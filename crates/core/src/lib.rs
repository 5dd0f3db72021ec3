//! Core game logic module - pure, deterministic, and testable
//!
//! This module contains all the game rules and state management for 2048.
//! It has **zero dependencies** on UI or I/O, making it:
//!
//! - **Deterministic**: Same seed produces an identical tile stream
//! - **Testable**: Comprehensive unit tests for all game rules
//! - **Portable**: Can run in any environment (terminal, headless, benches)
//!
//! # Module Structure
//!
//! - [`board`]: N x N grid with queries for emptiness, merges, and game over
//! - [`moves`]: Row compression and the rotation-based direction model
//! - [`spawn`]: Random tile placement on empty cells
//! - [`game`]: Complete game state tying moves, spawns, scoring, and status
//! - [`error`]: Construction and validation errors
//!
//! # Game Rules
//!
//! This implementation follows the classic 2048 rules:
//!
//! - **Slide**: Tiles slide as far as possible toward the chosen edge
//! - **Merge**: Adjacent equal tiles merge once per move, front to back
//! - **Spawn**: Every effective move drops a 2 or a 4 (even odds) on a
//!   random empty cell
//! - **Score**: Each merge scores the value of the tile it creates
//! - **Win**: Reaching the target tile (2048 by default) wins immediately
//! - **Lose**: A full board with no adjacent equal pair ends the game
//!
//! # Example
//!
//! ```
//! use twenty48_core::Game;
//! use twenty48_types::{Direction, GameStatus};
//!
//! // Create a seeded game on the standard 4x4 board
//! let mut game = Game::new(4, 12345).unwrap();
//! assert_eq!(game.board().tile_count(), 2);
//!
//! // A fresh board always has at least one effective direction
//! assert!(Direction::ALL.iter().any(|&d| game.apply(d).moved));
//! assert_eq!(game.status(), GameStatus::Playing);
//! ```

pub mod board;
pub mod error;
pub mod game;
pub mod moves;
pub mod spawn;

pub use twenty48_types as types;

// Re-export commonly used types for convenience
pub use board::Board;
pub use error::GameError;
pub use game::{Game, MoveOutcome};
pub use moves::compress_line;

## Exercise details
Where does the string "moves" occur in the listing above? Return every line that contains it.

## Written answer
//! - [`moves`]: Row compression and the rotation-based direction model
//! - [`game`]: Complete game state tying moves, spawns, scoring, and status
pub mod moves;
pub use moves::compress_line;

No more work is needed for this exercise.